EXERCISE:
Wherever the word "windows" occurs in the lines below, copy the whole line.

[Opening SUPPLIED DATA section]

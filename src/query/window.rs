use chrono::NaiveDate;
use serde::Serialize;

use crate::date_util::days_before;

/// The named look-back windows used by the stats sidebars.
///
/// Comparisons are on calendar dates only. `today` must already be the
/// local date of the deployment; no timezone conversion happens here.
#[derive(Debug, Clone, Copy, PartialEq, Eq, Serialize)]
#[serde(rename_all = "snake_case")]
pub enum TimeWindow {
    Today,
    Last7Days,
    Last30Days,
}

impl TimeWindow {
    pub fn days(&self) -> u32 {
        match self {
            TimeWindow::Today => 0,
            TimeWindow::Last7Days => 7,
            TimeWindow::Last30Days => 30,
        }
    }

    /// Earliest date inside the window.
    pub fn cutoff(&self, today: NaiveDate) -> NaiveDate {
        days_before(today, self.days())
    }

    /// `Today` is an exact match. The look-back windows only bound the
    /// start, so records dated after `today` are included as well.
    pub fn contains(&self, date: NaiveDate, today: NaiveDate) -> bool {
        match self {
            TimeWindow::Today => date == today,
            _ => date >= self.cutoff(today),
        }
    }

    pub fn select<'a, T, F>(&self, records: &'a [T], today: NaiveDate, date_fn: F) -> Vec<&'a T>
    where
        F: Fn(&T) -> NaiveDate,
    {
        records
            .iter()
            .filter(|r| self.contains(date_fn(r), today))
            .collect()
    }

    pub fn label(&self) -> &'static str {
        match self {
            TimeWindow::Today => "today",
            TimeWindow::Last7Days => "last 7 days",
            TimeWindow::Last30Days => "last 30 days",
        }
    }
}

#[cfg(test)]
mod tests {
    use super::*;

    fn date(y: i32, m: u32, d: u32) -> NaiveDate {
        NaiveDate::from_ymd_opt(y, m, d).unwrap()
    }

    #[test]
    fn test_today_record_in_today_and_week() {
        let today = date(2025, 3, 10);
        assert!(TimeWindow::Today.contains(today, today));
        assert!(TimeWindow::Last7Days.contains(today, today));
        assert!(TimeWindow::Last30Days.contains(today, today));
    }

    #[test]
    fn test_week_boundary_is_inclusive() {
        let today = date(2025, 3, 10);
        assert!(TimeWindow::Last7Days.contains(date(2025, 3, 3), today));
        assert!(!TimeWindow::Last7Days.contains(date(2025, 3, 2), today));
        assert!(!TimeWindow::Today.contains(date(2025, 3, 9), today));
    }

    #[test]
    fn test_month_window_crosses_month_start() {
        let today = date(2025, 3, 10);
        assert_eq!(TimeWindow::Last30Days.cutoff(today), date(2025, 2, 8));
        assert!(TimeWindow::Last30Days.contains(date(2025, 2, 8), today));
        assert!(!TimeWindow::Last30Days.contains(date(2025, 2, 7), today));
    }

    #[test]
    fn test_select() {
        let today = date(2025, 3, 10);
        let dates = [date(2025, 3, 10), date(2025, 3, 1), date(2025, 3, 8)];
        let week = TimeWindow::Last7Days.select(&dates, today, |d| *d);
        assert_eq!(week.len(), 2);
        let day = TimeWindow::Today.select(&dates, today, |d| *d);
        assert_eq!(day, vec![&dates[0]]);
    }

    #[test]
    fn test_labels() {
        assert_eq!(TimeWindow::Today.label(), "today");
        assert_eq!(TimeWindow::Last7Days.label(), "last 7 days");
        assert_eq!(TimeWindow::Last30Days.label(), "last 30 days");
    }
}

[Closing SUPPLIED DATA section]

OUTPUT OF THE EXERCISE:
/// The named look-back windows used by the stats sidebars.
    /// `Today` is an exact match. The look-back windows only bound the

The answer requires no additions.